В этой выписке всего важнее вопрос г-на Гаммы: «Да откуда же стали известны эти идеалы?» (то есть народные). Положительно отказываюсь отвечать на такой вопрос, ибо, сколько бы мы ни проговорили на эту тему с г-ном Гаммой, мы никогда ни до чего не договоримся. Это спор длиннейший, а для нас важнейший. Есть у народа идеалы или совсем их нет – вот вопрос нашей жизни или смерти. Спор этот ведется слишком уже давно и остановился на том, что одним эти идеалы выяснились как солнце, другие же совсем их не замечают и окончательно отказались замечать. Кто прав – решим не мы, но решится это, может быть, довольно скоро. В последнее время раздалось несколько голосов в том смысле, что у нас не может быть ничего охранительного, потому что у нас «нечего охранять».* В самом деле, если нет своих идеалов, то стоит ли тут заботиться и что-нибудь охранять? Что ж, если эта мысль приносит такое спокойствие, то и на здоровье.
«Народ, видите ли, ужаснейшая дрянь, но только идеалы у него хороши». Эту фразу или эту мысль я никогда не высказывал. Единственно, чтоб оговориться в этом, я и отвечаю г-ну Гамме. Напротив, я именно заметил, что и в народе – «есть прямо святые, да еще какие: сами светят и всем нам путь освещают». Они есть, почтенный публицист, есть в самом деле, и блажен – кто может их разглядеть. Думаю, что у меня тут, то есть собственно в этих словах, нет ни малейшей неясности. К тому же неясность не всегда происходит от того, что писатель неясен, а иногда и совсем от противуположных причин…

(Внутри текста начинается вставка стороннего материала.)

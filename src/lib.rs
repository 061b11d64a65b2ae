mod arith;
pub mod calendar;
mod compare;
mod consts;
mod error;
pub mod hebrew;
mod input;
mod matching;
mod prelude;
pub mod registry;
mod types;

pub use calendar::CalendarSystem;
pub use compare::{compare, sort_dates};
pub use consts::*;
pub use error::DateError;
pub use input::{DateFields, DateInput, DateValue};
pub use matching::{Comparison, MatchConfig, Ymd};
pub use types::{CalendarKind, Modifier, Quality, SingleDate};

use serde::{Deserialize, Serialize};
use std::convert::TryFrom;
use tracing::{debug, trace};

/// A historical date that may be partially known, expressed in one of the
/// supported calendars.
///
/// The value is one [`SingleDate`], or two for ranges and spans. A derived
/// sort value (the serial day number of the start, with unknown components
/// taken as 1) is kept in step with every edit. Text-only dates carry only
/// their text and sort as 0.
#[derive(Debug, Clone, PartialEq, Eq, Hash, Serialize, Deserialize)]
#[serde(try_from = "DateRecord", into = "DateRecord")]
pub struct Date {
    calendar:   CalendarKind,
    modifier:   Modifier,
    quality:    Quality,
    start:      SingleDate,
    stop:       Option<SingleDate>,
    text:       String,
    sort_value: Sdn,
}

impl Default for Date {
    fn default() -> Self {
        Self::new()
    }
}

impl Date {
    /// An empty, text-only date with no text
    pub fn new() -> Self {
        Self {
            calendar:   CalendarKind::Gregorian,
            modifier:   Modifier::TextOnly,
            quality:    Quality::None,
            start:      SingleDate::EMPTY,
            stop:       None,
            text:       String::new(),
            sort_value: 0,
        }
    }

    /// Replaces the whole date and recomputes the sort value.
    ///
    /// A compound modifier given a single value gets an empty stop endpoint;
    /// a stop endpoint given with any other modifier is dropped. `text`
    /// replaces the stored text only when present.
    pub fn set(
        &mut self,
        quality: Quality,
        modifier: Modifier,
        calendar: CalendarKind,
        value: impl Into<DateValue>,
        text: Option<&str>,
    ) {
        let value = value.into();
        self.quality = quality;
        self.modifier = modifier;
        self.calendar = calendar;
        self.start = value.start();
        self.stop = if modifier.is_compound() {
            Some(value.stop().unwrap_or_else(|| {
                debug!(%modifier, "compound date set without a stop endpoint");
                SingleDate::EMPTY
            }))
        } else {
            None
        };
        if let Some(text) = text {
            text.clone_into(&mut self.text);
        }
        self.recalc_sort_value();
    }

    /// Applies what a parser produced; unparsed input becomes a text-only date.
    pub fn set_input(&mut self, input: DateInput) {
        match input {
            DateInput::Parsed(fields) => self.set(
                fields.quality,
                fields.modifier,
                fields.calendar,
                fields.value,
                fields.text.as_deref(),
            ),
            DateInput::Unparsed(text) => {
                debug!(text = %text, "unparsed date kept as text");
                self.set_as_text(&text);
            },
        }
    }

    /// Recomputes and returns the sort value
    pub fn recalc_sort_value(&mut self) -> Sdn {
        self.sort_value = if self.is_text_only() {
            0
        } else {
            self.start.to_sdn(self.calendar)
        };
        self.sort_value
    }

    /// Re-expresses the date in `calendar`, keeping the same day(s).
    ///
    /// The start comes from the sort value and the stop from its own serial
    /// day number in the old calendar. Text-only dates only change their tag.
    /// A date with a day that `calendar` cannot express is left unconverted.
    pub fn convert_calendar(&mut self, calendar: CalendarKind) {
        if calendar == self.calendar {
            return;
        }
        let old = self.calendar;
        trace!(from = %old, to = %calendar, sort_value = self.sort_value, "converting date");
        if !self.is_text_only() {
            let start = if self.start.is_empty() {
                Some(SingleDate::EMPTY)
            } else {
                carry_over(self.sort_value, calendar)
            };
            let stop = match self.stop {
                None => Some(None),
                Some(stop) if stop.is_empty() => Some(Some(stop)),
                Some(stop) => carry_over(stop.to_sdn(old), calendar)
                    .map(|date| Some(date.with_slash(stop.slash()))),
            };
            let (Some(start), Some(stop)) = (start, stop) else {
                debug!(
                    from = %old,
                    to = %calendar,
                    sort_value = self.sort_value,
                    "day missing from target calendar, date left unconverted"
                );
                return;
            };
            self.start = start.with_slash(self.start.slash());
            self.stop = stop;
        }
        self.calendar = calendar;
        self.recalc_sort_value();
    }

    /// Converted copy of this date
    #[must_use]
    pub fn to_calendar(&self, calendar: CalendarKind) -> Self {
        let mut date = self.clone();
        date.convert_calendar(calendar);
        date
    }

    /// Year of this date when expressed in `calendar`
    pub fn get_year_calendar(&self, calendar: CalendarKind) -> i32 {
        self.to_calendar(calendar).get_year()
    }

    /// Gregorian `(year, month, day)` of the sort value moved by `days`
    pub fn offset(&self, days: i64) -> (i32, i32, i32) {
        CalendarKind::Gregorian
            .system()
            .from_sdn(self.sort_value.saturating_add(days))
    }

    pub fn set_as_text(&mut self, text: &str) {
        self.modifier = Modifier::TextOnly;
        text.clone_into(&mut self.text);
        self.stop = None;
        self.sort_value = 0;
    }

    pub fn set_text_value(&mut self, text: &str) {
        text.clone_into(&mut self.text);
    }

    /// Sets the start components, keeping its slash flag.
    pub fn set_yr_mon_day(&mut self, year: i32, month: i32, day: i32) {
        self.start = SingleDate::new(year, month, day).with_slash(self.start.slash());
        self.recalc_sort_value();
    }

    /// Sets the stop components of a range or span.
    pub fn set2_yr_mon_day(&mut self, year: i32, month: i32, day: i32) -> Result<(), DateError> {
        let Some(stop) = self.stop.as_mut() else {
            return Err(DateError::NotCompound(self.modifier));
        };
        *stop = SingleDate::new(year, month, day).with_slash(stop.slash());
        Ok(())
    }

    pub fn set_year(&mut self, year: i32) {
        self.set_yr_mon_day(year, self.start.month(), self.start.day());
    }

    /// Forgets month and day on both endpoints
    pub fn make_vague(&mut self) {
        let vague = |date: SingleDate| {
            SingleDate::new(date.year(), UNKNOWN, UNKNOWN).with_slash(date.slash())
        };
        self.start = vague(self.start);
        self.stop = self.stop.map(vague);
        self.recalc_sort_value();
    }

    /// Checks that every endpoint names a day that exists in the calendar.
    /// Unknown components are accepted.
    pub fn check(&self) -> Result<(), DateError> {
        if self.is_text_only() {
            return Ok(());
        }
        for value in std::iter::once(self.start).chain(self.stop) {
            if !value.is_representable(self.calendar) {
                debug!(calendar = %self.calendar, %value, "date failed check");
                return Err(DateError::InvalidValue {
                    calendar: self.calendar,
                    value,
                });
            }
        }
        Ok(())
    }

    /// Same calendar, modifier, quality and endpoints. Two text-only dates
    /// are equal when their text is; the text of other dates is ignored.
    pub fn is_equal(&self, other: &Self) -> bool {
        if self.is_text_only() && other.is_text_only() {
            return self.text == other.text;
        }
        self.calendar == other.calendar
            && self.modifier == other.modifier
            && self.quality == other.quality
            && self.start == other.start
            && self.stop == other.stop
    }
}

// Accessors
impl Date {
    #[inline]
    pub const fn calendar(&self) -> CalendarKind {
        self.calendar
    }

    #[inline]
    pub const fn modifier(&self) -> Modifier {
        self.modifier
    }

    #[inline]
    pub const fn quality(&self) -> Quality {
        self.quality
    }

    #[inline]
    pub const fn sort_value(&self) -> Sdn {
        self.sort_value
    }

    /// Stored start endpoint, whatever the modifier
    #[inline]
    pub const fn start(&self) -> SingleDate {
        self.start
    }

    /// Stored stop endpoint; `Some` exactly for ranges and spans
    #[inline]
    pub const fn stop(&self) -> Option<SingleDate> {
        self.stop
    }

    /// The verbatim text of a text-only date, or a comment
    pub fn get_text(&self) -> &str {
        &self.text
    }

    pub fn is_text_only(&self) -> bool {
        self.modifier == Modifier::TextOnly
    }

    pub const fn is_compound(&self) -> bool {
        self.modifier.is_compound()
    }

    /// Text-only without text, or no known component on either endpoint
    pub fn is_empty(&self) -> bool {
        if self.is_text_only() {
            return self.text.is_empty();
        }
        self.start.is_empty() && self.stop.is_none_or(|stop| stop.is_empty())
    }

    /// A single exact date: no modifier, no quality, all components known
    pub fn is_regular(&self) -> bool {
        self.modifier == Modifier::None && self.quality == Quality::None && self.is_full()
    }

    /// Structured and mapped to a day
    pub fn is_valid(&self) -> bool {
        !self.is_text_only() && self.sort_value != 0
    }

    pub fn is_full(&self) -> bool {
        self.get_year_valid() && self.get_month_valid() && self.get_day_valid()
    }

    /// Start endpoint, empty for text-only dates
    pub fn get_start_date(&self) -> SingleDate {
        if self.is_text_only() {
            SingleDate::EMPTY
        } else {
            self.start
        }
    }

    /// Stop endpoint, empty unless this is a range or span
    pub fn get_stop_date(&self) -> SingleDate {
        self.stop.unwrap_or(SingleDate::EMPTY)
    }

    pub fn get_year(&self) -> i32 {
        self.get_start_date().year()
    }

    pub fn get_month(&self) -> i32 {
        self.get_start_date().month()
    }

    pub fn get_day(&self) -> i32 {
        self.get_start_date().day()
    }

    pub fn get_stop_year(&self) -> i32 {
        self.get_stop_date().year()
    }

    pub fn get_stop_month(&self) -> i32 {
        self.get_stop_date().month()
    }

    pub fn get_stop_day(&self) -> i32 {
        self.get_stop_date().day()
    }

    pub fn get_year_valid(&self) -> bool {
        self.get_year() != UNKNOWN
    }

    pub fn get_month_valid(&self) -> bool {
        self.get_month() != UNKNOWN
    }

    pub fn get_day_valid(&self) -> bool {
        self.get_day() != UNKNOWN
    }

    /// Stop year of a compound date when known, the start year otherwise
    pub fn get_high_year(&self) -> i32 {
        match self.stop {
            Some(stop) if stop.year() != UNKNOWN => stop.year(),
            _ => self.get_year(),
        }
    }

    pub fn get_ymd(&self) -> (i32, i32, i32) {
        self.get_start_date().ymd()
    }

    pub fn get_stop_ymd(&self) -> (i32, i32, i32) {
        self.get_stop_date().ymd()
    }

    /// `(day, month, year)` of the start
    pub fn get_dmy(&self) -> (i32, i32, i32) {
        let (year, month, day) = self.get_ymd();
        (day, month, year)
    }

    pub fn get_slash(&self) -> bool {
        self.get_start_date().slash()
    }

    pub fn get_slash2(&self) -> bool {
        self.get_stop_date().slash()
    }

    /// Day of the week of a regular date, Monday being 0
    pub fn get_dow(&self) -> Option<u8> {
        if !self.is_regular() {
            return None;
        }
        u8::try_from(self.sort_value.rem_euclid(DAYS_PER_WEEK)).ok()
    }
}

/// The same day in `calendar`, or `None` when the day has no counterpart
/// there. Serial day 0 gives an empty date.
fn carry_over(sdn: Sdn, calendar: CalendarKind) -> Option<SingleDate> {
    if sdn == 0 {
        return Some(SingleDate::EMPTY);
    }
    let date = SingleDate::from_sdn(sdn, calendar);
    (!date.is_empty()).then_some(date)
}

/// Flat persisted form of a [`Date`].
///
/// `value` is `(day, month, year, slash)`, or eight components for ranges
/// and spans. `sort_value` is written for readers that sort without
/// decoding; it is recomputed on load.
#[derive(Debug, Clone, PartialEq, Eq, Serialize, Deserialize)]
pub struct DateRecord {
    pub calendar:   CalendarKind,
    pub modifier:   Modifier,
    pub quality:    Quality,
    pub value:      DateValue,
    pub text:       String,
    pub sort_value: Sdn,
}

impl Date {
    pub fn to_record(&self) -> DateRecord {
        let value = match self.stop {
            Some(stop) => DateValue::Compound(self.start, stop),
            None => DateValue::Single(self.start),
        };
        DateRecord {
            calendar: self.calendar,
            modifier: self.modifier,
            quality: self.quality,
            value,
            text: self.text.clone(),
            sort_value: self.sort_value,
        }
    }

    /// Rebuilds a date; the value must have 8 components exactly for ranges
    /// and spans (text-only dates accept either shape).
    pub fn from_record(record: &DateRecord) -> Result<Self, DateError> {
        let found = record.value.component_count();
        let expected = match record.modifier {
            Modifier::TextOnly => found,
            modifier if modifier.is_compound() => 8,
            _ => 4,
        };
        if found != expected {
            return Err(DateError::ValueShape {
                modifier: record.modifier,
                expected,
                found,
            });
        }

        let mut date = Self::new();
        date.set(
            record.quality,
            record.modifier,
            record.calendar,
            record.value,
            Some(&record.text),
        );
        if date.sort_value != record.sort_value {
            debug!(
                stored = record.sort_value,
                computed = date.sort_value,
                "stale sort value in record"
            );
        }
        Ok(date)
    }
}

impl TryFrom<DateRecord> for Date {
    type Error = DateError;

    fn try_from(record: DateRecord) -> Result<Self, Self::Error> {
        Self::from_record(&record)
    }
}

impl From<Date> for DateRecord {
    fn from(date: Date) -> Self {
        date.to_record()
    }
}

Что же касается до нравоучения, которым вы кончаете вашу заметку: «Пусть лучше идеалы будут дурны, да действительность хороша», – то замечу вам, что это желание совершенно невозможное: без идеалов, то есть без определенных хоть сколько-нибудь желаний лучшего, никогда не может получиться никакой хорошей действительности. Даже можно сказать положительно, что ничего не будет, кроме еще пущей мерзости. У меня же, по крайней мере, хоть шанс оставлен: если теперь неприглядно, то, при ясно сознаваемом желании стать лучшими (то есть при идеалах лучшего), можно действительно когда-нибудь собраться и стать лучшими. По крайней мере, это вовсе не столь невозможно, как ваше предположение стать лучшими при «дурных» идеалах, то есть при дурных желаниях.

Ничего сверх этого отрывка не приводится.